Cave, who started as a clothes designer, insists this is a by-product of
serious intentions of his work such as history, human nature, greed and
waste and not about fun at all. He states “Art is my religion and
that’s why I have to do this.”
Field: Mark Rothko in the 1940s (June 23 – September 29, 2013) is the
journey Rothko made by rejecting realism and beginning a series of
abstract works and it is considered to be the most critical decade of
his career. He is identified as a New York “Abstract Expressionist,”

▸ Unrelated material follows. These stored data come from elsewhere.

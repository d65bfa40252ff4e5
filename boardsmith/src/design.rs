//! Design files
//!
//! A JSON description of one board and its children, loaded into a
//! [`ProjectBuilder`]. Every node names its builder through `kind`, which
//! goes through the same `add(kind, ..)` path as the fluent API, so a file
//! can only place children where the builders themselves allow them.
//!
//! ```json
//! {
//!   "units": "mm",
//!   "board": {
//!     "width": 20, "height": 10, "center_x": 0, "center_y": 0,
//!     "children": [
//!       { "kind": "resistor", "name": "R1", "resistance": "10k" },
//!       { "kind": "trace", "connections": [".R1 > .positive", "net.GND"] }
//!     ]
//!   }
//! }
//! ```

use serde::{Deserialize, Serialize};
use std::collections::BTreeMap;
use std::path::Path;

use crate::builder::{
    AnyBuilder, BoardBuilder, BoardProps, ComponentProps, Container, Endpoint, PortSpec,
    ProjectBuilder, SourceProps,
};
use crate::core::{BuildError, BuildOptions};
use crate::elements::{LayerRef, Point};
use crate::units::{Length, LengthPoint, LengthUnit, Quantity, UnitSystem};

#[derive(Debug, Clone, Serialize, Deserialize)]
pub struct DesignFile {
    #[serde(default)]
    pub name: Option<String>,
    /// Base unit for bare numbers; millimetres when absent
    #[serde(default)]
    pub units: Option<LengthUnit>,
    /// Trace width used when a trace sets no thickness
    #[serde(default)]
    pub default_trace_width: Option<f64>,
    pub board: BoardSpec,
}

#[derive(Debug, Clone, Default, Serialize, Deserialize)]
pub struct BoardSpec {
    #[serde(default)]
    pub width: Option<Length>,
    #[serde(default)]
    pub height: Option<Length>,
    #[serde(default)]
    pub center: Option<LengthPoint>,
    #[serde(default)]
    pub center_x: Option<Length>,
    #[serde(default)]
    pub center_y: Option<Length>,
    #[serde(default)]
    pub board_thickness: Option<Length>,
    #[serde(default)]
    pub children: Vec<NodeSpec>,
}

/// One child node. Which fields matter depends on `kind`; the rest are
/// ignored.
#[derive(Debug, Clone, Default, Serialize, Deserialize)]
pub struct NodeSpec {
    pub kind: String,
    #[serde(default)]
    pub name: Option<String>,

    // components
    #[serde(default)]
    pub resistance: Option<Quantity>,
    #[serde(default)]
    pub capacitance: Option<Quantity>,
    #[serde(default)]
    pub inductance: Option<Quantity>,
    #[serde(default)]
    pub voltage: Option<Quantity>,
    #[serde(default)]
    pub net: Option<String>,
    #[serde(default)]
    pub port_labels: Option<BTreeMap<u32, String>>,
    #[serde(default)]
    pub manufacturer_part_number: Option<String>,
    #[serde(default)]
    pub schematic_center: Option<Point>,
    #[serde(default)]
    pub schematic_rotation: Option<f64>,
    #[serde(default)]
    pub pcb_center: Option<LengthPoint>,
    #[serde(default)]
    pub pcb_rotation: Option<f64>,
    #[serde(default)]
    pub pcb_layer: Option<LayerRef>,
    /// Standard footprint name, e.g. `0805`
    #[serde(default)]
    pub footprint: Option<String>,
    #[serde(default)]
    pub ports: Vec<PortSpec>,

    // traces
    #[serde(default)]
    pub connections: Vec<Endpoint>,
    #[serde(default)]
    pub thickness: Option<Length>,

    // trace hints
    #[serde(default)]
    pub for_port: Option<String>,
    #[serde(default)]
    pub offsets: Vec<LengthPoint>,

    // nets
    #[serde(default)]
    pub is_power: Option<bool>,
    #[serde(default)]
    pub is_ground: Option<bool>,

    // groups
    #[serde(default)]
    pub children: Vec<NodeSpec>,
}

impl NodeSpec {
    fn component_props(&self) -> ComponentProps {
        ComponentProps {
            name: self.name.clone(),
            schematic_center: self.schematic_center,
            schematic_rotation: self.schematic_rotation,
            pcb_center: self.pcb_center.clone(),
            pcb_rotation: self.pcb_rotation,
            pcb_layer: self.pcb_layer,
            ..Default::default()
        }
    }

    fn source_props(&self) -> SourceProps {
        SourceProps {
            resistance: self.resistance.clone(),
            capacitance: self.capacitance.clone(),
            inductance: self.inductance.clone(),
            voltage: self.voltage.clone(),
            net: self.net.clone(),
            port_labels: self.port_labels.clone(),
            manufacturer_part_number: self.manufacturer_part_number.clone(),
        }
    }

    /// Apply this node's fields to a freshly constructed builder.
    fn configure(&self, builder: &mut AnyBuilder) -> Result<(), BuildError> {
        if !self.children.is_empty() && !matches!(builder, AnyBuilder::Group(_)) {
            tracing::warn!(kind = %self.kind, "Ignoring children of a non-group node");
        }
        match builder {
            AnyBuilder::Component(component) => {
                component
                    .set_props(self.component_props())
                    .set_source_properties(self.source_props());
                if let Some(footprint) = &self.footprint {
                    component.set_footprint(footprint.as_str());
                }
                for port in &self.ports {
                    component.add_port(port.clone());
                }
            }
            AnyBuilder::Group(group) => {
                if let Some(name) = &self.name {
                    group.set_name(name.as_str());
                }
                apply_children(group, &self.children)?;
            }
            AnyBuilder::Trace(trace) => {
                trace.add_connections(self.connections.iter().cloned());
                if let Some(thickness) = &self.thickness {
                    trace.set_thickness(thickness.clone());
                }
            }
            AnyBuilder::Net(net) => {
                if let Some(name) = &self.name {
                    net.set_name(name.as_str());
                }
                if let Some(is_power) = self.is_power {
                    net.set_is_power(is_power);
                }
                if let Some(is_ground) = self.is_ground {
                    net.set_is_ground(is_ground);
                }
            }
            AnyBuilder::TraceHint(hint) => {
                if let Some(for_port) = &self.for_port {
                    hint.set_for_port(for_port.as_str());
                }
                hint.set_offsets(self.offsets.clone());
            }
            other => {
                tracing::debug!(builder = %other.builder_type(), "No design fields for builder");
            }
        }
        Ok(())
    }
}

fn apply_children<C: Container>(container: &mut C, children: &[NodeSpec]) -> Result<(), BuildError> {
    for node in children {
        let mut configured = Ok(());
        container.add(&node.kind, |builder| configured = node.configure(builder))?;
        configured?;
    }
    Ok(())
}

impl DesignFile {
    pub fn from_json(json: &str) -> Result<Self, BuildError> {
        Ok(serde_json::from_str(json)?)
    }

    pub fn load(path: impl AsRef<Path>) -> Result<Self, BuildError> {
        let path = path.as_ref();
        tracing::debug!(path = %path.display(), "Loading design file");
        let json = std::fs::read_to_string(path)?;
        Self::from_json(&json)
    }

    pub fn options(&self) -> BuildOptions {
        let mut options = BuildOptions::default();
        if let Some(units) = self.units {
            options.units = UnitSystem::new(units);
        }
        if let Some(width) = self.default_trace_width {
            options.default_trace_width = width;
        }
        options
    }

    /// Construct the builder tree described by this file.
    pub fn to_project(&self) -> Result<ProjectBuilder, BuildError> {
        self.to_project_with(self.options())
    }

    pub fn to_project_with(&self, options: BuildOptions) -> Result<ProjectBuilder, BuildError> {
        let spec = &self.board;
        let mut board = BoardBuilder::new();
        board.set_props(BoardProps {
            width: spec.width.clone(),
            height: spec.height.clone(),
            center: spec.center.clone(),
            center_x: spec.center_x.clone(),
            center_y: spec.center_y.clone(),
            board_thickness: spec.board_thickness.clone(),
        });
        apply_children(&mut board, &spec.children)?;

        let mut project = ProjectBuilder::new(options);
        project.append_child(AnyBuilder::Board(board))?;
        tracing::info!(
            name = self.name.as_deref().unwrap_or("unnamed"),
            children = spec.children.len(),
            "Loaded design"
        );
        Ok(project)
    }
}

/// Load a design file straight into a project builder.
pub fn load_design(path: impl AsRef<Path>) -> Result<ProjectBuilder, BuildError> {
    DesignFile::load(path)?.to_project()
}

#[cfg(test)]
mod tests {
    use super::*;
    use crate::elements::{Element, Ftype};

    const DIVIDER: &str = r#"{
        "name": "divider",
        "board": {
            "width": 20, "height": 10, "center_x": 0, "center_y": 0,
            "children": [
                { "kind": "power_source", "name": "V1", "voltage": "5V" },
                { "kind": "group", "name": "divider", "children": [
                    { "kind": "resistor", "name": "R1", "resistance": "10k", "footprint": "0805" },
                    { "kind": "resistor", "name": "R2", "resistance": 10000 },
                    { "kind": "trace", "connections": [".R1 > .negative", ".R2 > .positive"] }
                ]},
                { "kind": "trace", "connections": [".V1 > .positive", ".R1 > .positive"], "thickness": "0.3mm" }
            ]
        }
    }"#;

    #[tokio::test]
    async fn test_loads_and_builds() {
        let design = DesignFile::from_json(DIVIDER).unwrap();
        let output = design.to_project().unwrap().build().await.unwrap();
        assert_eq!(output.stats.components, 3);
        assert_eq!(output.stats.traces, 2);
        assert_eq!(output.stats.boards, 1);

        let resistors: Vec<_> = output
            .elements
            .iter()
            .filter_map(Element::as_source_component)
            .filter(|c| c.ftype == Ftype::SimpleResistor)
            .collect();
        assert_eq!(resistors.len(), 2);
        assert_eq!(resistors[0].resistance, Some(10_000.0));
    }

    #[test]
    fn test_unknown_kind() {
        let json = r#"{ "board": { "width": 1, "height": 1, "center_x": 0, "center_y": 0,
            "children": [ { "kind": "transistor" } ] } }"#;
        let err = DesignFile::from_json(json).unwrap().to_project().unwrap_err();
        assert_eq!(
            err.to_string(),
            "No addable in board builder for builder_type: \"transistor\""
        );
    }

    #[test]
    fn test_nested_unknown_kind_names_group() {
        let json = r#"{ "board": { "width": 1, "height": 1, "center_x": 0, "center_y": 0,
            "children": [ { "kind": "group", "children": [ { "kind": "led" } ] } ] } }"#;
        let err = DesignFile::from_json(json).unwrap().to_project().unwrap_err();
        assert!(matches!(err, BuildError::UnknownAddable { ref container, .. } if container == "group"));
    }

    #[test]
    fn test_options_from_file() {
        let json = r#"{ "units": "mil", "default_trace_width": 0.25, "board": {} }"#;
        let design = DesignFile::from_json(json).unwrap();
        let options = design.options();
        assert_eq!(options.units.base, LengthUnit::Mil);
        assert_eq!(options.default_trace_width, 0.25);
    }

    #[test]
    fn test_malformed_json() {
        let err = DesignFile::from_json("{ \"board\": ").unwrap_err();
        assert!(matches!(err, BuildError::Json(_)));
    }
}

although he rejected that label. His early work is playful with city
scenes and use of mythology as a commentary on contemporary life. His
late, transcendent fields of color referenced modern man’s lack of
mythological groundings. Art’s goal was to relieve man’s spiritual
emptiness. It is curious Rothko said at one point wit and play were
needed for a human element in art, although this was not pursued. He
worked toward clarity with a simple expression of complex thought. He
wanted the viewer to feel enveloped within self-contained, large format
units that draw one downward. He said those who thought of his pieces
as just color combinations were missing the point and those who weep in
front have the same religious experience he has while making them. The
poet Stanley Kunitz saw Rothko as “a primitive, a shaman who finds the
magic formula and leads people to it.” Mark Rothko died 1970 at age 66.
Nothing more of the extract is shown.